= Leach Teaching Gardens - Texas A&M University =

The Leach Teaching Gardens, also known as The Gardens at Texas A&M University, is a 27-acre (11 ha) master-planned public garden on the West Campus of Texas A&M University. The first phase, a 7-acre (2.8 ha) area which opened in 2018, is a public teaching garden. The gardens are located in College Station, Texas, at the corner of Horticulture and Discovery drives. The gardens are situated within the Texas A&M AgriLife complex, close to Reed Arena.
The gardens, which are free and open to the public, serve as the "multi-million-dollar centerpiece" of the AgriLife complex and function as an outdoor "living classroom" for educational, inspirational, and recreational use.

== History ==
The concept for The Gardens began in 1998 when the Texas A&M Board of Regents designated White Creek and the surrounding riparian area as "The West Campus Greenway" to protect green space on the growing campus. The project was an ambitious plan to transform a 40-acre plot of land on West Campus. The idea was first described by Doug Welsh, a professor and AgriLife Extension horticulturist emeritus. In 2011, Former Vice Chancellor and Dean Dr. Mark Hussey '79 initiated a project to develop the area into a public garden with a purpose focused on teaching, research, and outreach. Visible construction on the first phase began in January 2015, starting with the restoration and stabilization of White Creek. In July 2016, Joseph Johnson was hired as program manager to oversee the construction.
The Leach Teaching Gardens, representing Phase I of the project, officially opened with a ribbon-cutting ceremony on June 15, 2018, at 9:30 a.m. The gardens are named for lead donors Amy '84 and Tim Leach '82 of Midland, Texas, who also led the fundraising effort for the project. At the opening, Texas A&M University System Chancellor John Sharp called the gardens "transformative of the west campus." Then-university president Michael K. Young noted the project's connection to the university's land-grant history, and Dr. Patrick Stover, vice chancellor for agriculture and life sciences, called it a "source of pride" for both the university and the community.
The master plan for the full 27-acre project was initially developed by graduate students from the Texas A&M Landscape Architecture program; this plan was later revised by Rottenberry Wellen Architects and White Oak Studio and overseen by Doug Welsh. Michael Arnold, a professor in the university's Department of Horticultural Sciences, serves as director of The Gardens.

== Features ==
The 7-acre garden is an outdoor classroom focused on teaching and demonstration, including proving that plants can be grown on challenging terrain. Phase I includes 21 themed gardens or "rooms", an outdoor classroom, an event lawn, a demonstration area, a rain garden, Earth-Kind plantings, and a climate-controlled pavilion. The pavilion is an octagon-shaped structure with a design inspired by historic German dance halls and garden gazebos, which hosts banquets, seminars, and demonstrations. The gardens were designed to feature a plant collection adapted to the local climate, native soil, and irrigated with domestic water. The collection includes over 250 species of plants and more than 300 trees, including eight pecan, eight citrus, 19 fruit trees, and over 143 ornamental trees.
The gardens showcase sustainable horticultural practices. Examples include a bioswale at the entrance, which serves as an experiment to test which plants best filter surface run-off water, and a "WaterFence" used for rainwater collection. The themed gardens are designed to be accessible, with the goal of presenting garden plans that visitors can replicate in a home setting.
Notable themed gardens include:

Edna Fuchs Memorial Rose Bed

Mexican Heritage Garden (given by the Meta Alice Keith Bratten Foundation), which features native plants from Mexico and a hand-carved stone fountain.

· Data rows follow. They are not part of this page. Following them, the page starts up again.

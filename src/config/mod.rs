//! Configuration: built-in defaults, an optional TOML file, then environment
//! variables, later sources winning.
//!
//! The file lives at `<config dir>/mcp-sandbox/config.toml` unless
//! `--config` points elsewhere. Every key is optional:
//!
//! ```toml
//! e2b_api_key = "e2b_..."
//! template = "base"
//! timeout_ms = 300000
//! github_token = "ghp_..."
//! ```

use crate::sandbox::e2b::{E2B_API_BASE, E2B_DOMAIN};
use serde::Deserialize;
use std::fmt;
use std::path::{Path, PathBuf};
use thiserror::Error;

pub const DEFAULT_TEMPLATE: &str = "base";
pub const DEFAULT_SANDBOX_TIMEOUT_MS: u64 = 300_000;
pub const DASHBOARD_URL: &str = "https://e2b.dev/dashboard";

const CONFIG_FILE_NAME: &str = "config.toml";

#[derive(Debug, Error)]
pub enum ConfigError {
    #[error("E2B_API_KEY is required")]
    MissingApiKey,

    #[error("invalid sandbox timeout `{0}`: expected a number of milliseconds")]
    InvalidTimeout(String),

    #[error("failed to read config file {}: {error}", .path.display())]
    Read {
        path: PathBuf,
        error: std::io::Error,
    },

    #[error("failed to parse config file {}: {error}", .path.display())]
    Parse {
        path: PathBuf,
        error: toml::de::Error,
    },
}

impl ConfigError {
    /// Follow-up lines printed under the error.
    pub fn hints(&self) -> Vec<String> {
        match self {
            ConfigError::MissingApiKey => vec![
                format!("Get your API key from {DASHBOARD_URL}"),
                "Set it in the config file or the E2B_API_KEY environment variable".to_string(),
            ],
            ConfigError::InvalidTimeout(_) => {
                vec!["E2B_SANDBOX_TIMEOUT takes milliseconds, e.g. 300000".to_string()]
            }
            ConfigError::Read { .. } | ConfigError::Parse { .. } => Vec::new(),
        }
    }
}

/// Non-fatal configuration problems.
#[derive(Debug, Clone, Copy, PartialEq, Eq)]
pub enum ConfigWarning {
    MissingGithubToken,
    PartialBrowserbase,
}

impl ConfigWarning {
    pub fn lines(&self) -> &'static [&'static str] {
        match self {
            ConfigWarning::MissingGithubToken => &[
                "GITHUB_TOKEN not set",
                "GitHub Copilot CLI and GitHub MCP tools will not work",
            ],
            ConfigWarning::PartialBrowserbase => &[
                "Browserbase needs both BROWSERBASE_API_KEY and BROWSERBASE_PROJECT_ID",
                "Browserbase MCP server will not be configured",
            ],
        }
    }
}

/// On-disk shape; everything optional.
#[derive(Debug, Clone, Default, Deserialize)]
#[serde(default, deny_unknown_fields)]
pub struct FileConfig {
    pub e2b_api_key: Option<String>,
    pub api_url: Option<String>,
    pub domain: Option<String>,
    pub template: Option<String>,
    pub timeout_ms: Option<u64>,
    pub github_token: Option<String>,
    pub jina_api_key: Option<String>,
    pub notion_api_key: Option<String>,
    pub browserbase_api_key: Option<String>,
    pub browserbase_project_id: Option<String>,
}

#[derive(Clone)]
pub struct Config {
    pub e2b_api_key: Option<String>,
    pub api_url: String,
    pub domain: String,
    pub template: String,
    pub timeout_ms: u64,
    pub github_token: Option<String>,
    pub jina_api_key: Option<String>,
    pub notion_api_key: Option<String>,
    pub browserbase_api_key: Option<String>,
    pub browserbase_project_id: Option<String>,
}

impl Default for Config {
    fn default() -> Self {
        Self {
            e2b_api_key: None,
            api_url: E2B_API_BASE.to_string(),
            domain: E2B_DOMAIN.to_string(),
            template: DEFAULT_TEMPLATE.to_string(),
            timeout_ms: DEFAULT_SANDBOX_TIMEOUT_MS,
            github_token: None,
            jina_api_key: None,
            notion_api_key: None,
            browserbase_api_key: None,
            browserbase_project_id: None,
        }
    }
}

impl fmt::Debug for Config {
    fn fmt(&self, f: &mut fmt::Formatter<'_>) -> fmt::Result {
        fn redact(v: &Option<String>) -> &'static str {
            if v.is_some() {
                "<set>"
            } else {
                "<unset>"
            }
        }

        f.debug_struct("Config")
            .field("e2b_api_key", &redact(&self.e2b_api_key))
            .field("api_url", &self.api_url)
            .field("domain", &self.domain)
            .field("template", &self.template)
            .field("timeout_ms", &self.timeout_ms)
            .field("github_token", &redact(&self.github_token))
            .field("jina_api_key", &redact(&self.jina_api_key))
            .field("notion_api_key", &redact(&self.notion_api_key))
            .field("browserbase_api_key", &redact(&self.browserbase_api_key))
            .field("browserbase_project_id", &self.browserbase_project_id)
            .finish()
    }
}

/// Default location of the config file, if the platform has a config dir.
pub fn default_config_path() -> Option<PathBuf> {
    directories::ProjectDirs::from("dev", "e2b", "mcp-sandbox")
        .map(|dirs| dirs.config_dir().join(CONFIG_FILE_NAME))
}

/// Read and parse a config file.
pub fn read_config_file(path: &Path) -> Result<FileConfig, ConfigError> {
    let raw = std::fs::read_to_string(path).map_err(|error| ConfigError::Read {
        path: path.to_path_buf(),
        error,
    })?;
    toml::from_str(&raw).map_err(|error| ConfigError::Parse {
        path: path.to_path_buf(),
        error,
    })
}

fn expand_path(path: &Path) -> PathBuf {
    PathBuf::from(shellexpand::tilde(&path.to_string_lossy()).into_owned())
}

impl Config {
    /// Load from the file at `explicit_path` (or the default location, which
    /// may be absent) and the process environment.
    pub fn load(explicit_path: Option<&Path>) -> Result<Self, ConfigError> {
        let file = match explicit_path {
            Some(path) => Some(read_config_file(&expand_path(path))?),
            None => match default_config_path() {
                Some(path) if path.is_file() => Some(read_config_file(&path)?),
                _ => None,
            },
        };

        Self::resolve(file, |key| std::env::var(key).ok())
    }

    /// Merge defaults, `file`, and the variables returned by `env`.
    pub fn resolve(
        file: Option<FileConfig>,
        env: impl Fn(&str) -> Option<String>,
    ) -> Result<Self, ConfigError> {
        let file = file.unwrap_or_default();
        let env = |key: &str| env(key).filter(|v| !v.trim().is_empty());
        let pick = |key: &str, from_file: Option<String>| {
            env(key).or(from_file.filter(|v| !v.trim().is_empty()))
        };

        let mut config = Config::default();

        config.e2b_api_key = pick("E2B_API_KEY", file.e2b_api_key);
        config.github_token = pick("GITHUB_TOKEN", file.github_token);
        config.jina_api_key = pick("JINA_API_KEY", file.jina_api_key);
        config.notion_api_key = pick("NOTION_API_KEY", file.notion_api_key);
        config.browserbase_api_key = pick("BROWSERBASE_API_KEY", file.browserbase_api_key);
        config.browserbase_project_id =
            pick("BROWSERBASE_PROJECT_ID", file.browserbase_project_id);

        if let Some(url) = pick("E2B_API_URL", file.api_url) {
            config.api_url = url;
        }
        if let Some(domain) = pick("E2B_DOMAIN", file.domain) {
            config.domain = domain;
        }
        if let Some(template) = pick("E2B_SANDBOX_TEMPLATE", file.template) {
            config.template = template;
        }

        if let Some(raw) = env("E2B_SANDBOX_TIMEOUT") {
            config.timeout_ms = raw
                .trim()
                .parse()
                .map_err(|_| ConfigError::InvalidTimeout(raw.clone()))?;
        } else if let Some(timeout_ms) = file.timeout_ms {
            config.timeout_ms = timeout_ms;
        }

        if config.timeout_ms == 0 {
            return Err(ConfigError::InvalidTimeout("0".to_string()));
        }

        Ok(config)
    }

    /// Hard failures are errors; everything else comes back as warnings.
    pub fn validate(&self) -> Result<Vec<ConfigWarning>, ConfigError> {
        if self.e2b_api_key.is_none() {
            return Err(ConfigError::MissingApiKey);
        }

        let mut warnings = Vec::new();
        if self.github_token.is_none() {
            warnings.push(ConfigWarning::MissingGithubToken);
        }
        if self.browserbase_api_key.is_some() != self.browserbase_project_id.is_some() {
            warnings.push(ConfigWarning::PartialBrowserbase);
        }
        Ok(warnings)
    }
}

German and Czech Heritage Gardens

Butterfly and Bee Garden (given by Elizabeth A. '79 and Gary B. Young '77)

Leach Vineyard, which features a comprehensive viticulture exhibit.

Food and Fiber Fields, which features a center-pivot irrigation system.

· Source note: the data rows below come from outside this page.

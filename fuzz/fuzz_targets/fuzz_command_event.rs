#![no_main]
use libfuzzer_sys::fuzz_target;

fuzz_target!(|data: &[u8]| {
    if let Ok(line) = std::str::from_utf8(data) {
        let _ = mcp_sandbox::sandbox::e2b::parse_command_event(line);
    }
});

A "Century Oak II", planted to continue the legacy of the university's main Century Oak.

== Mission and programming ==
The stated mission of The Gardens is "to engage the community in a living teaching environment, encourage curiosity and discovery and develop wonder for the natural world."
Programming at the gardens is focused on four core areas:

Education – Focuses on topics such as water conservation, sustainable agriculture, and eco-friendly gardening. University classes may use the gardens to observe wildlife, grow food, or test landscape design techniques.

Wellness – Provides a space for relaxation and mindfulness to improve quality-of-life on campus.

Discovery – Serves as a resource for STEM education and research.

Culture and Community – Hosts seasonal events, cooking classes, and entertainment. Community events have included yoga, wine tastings, and educational classes for children.

== Future phases ==
Future phases of "The Gardens at Texas A&M University" plan to expand the project to 27 acres. Planned additions include a "family/children's garden", a rose garden, a "feed-the-world" themed courtyard, outdoor learning laboratories, and a recreation of The Grove, an outdoor amphitheater originally located on main campus that hosted concerts, movies, and events.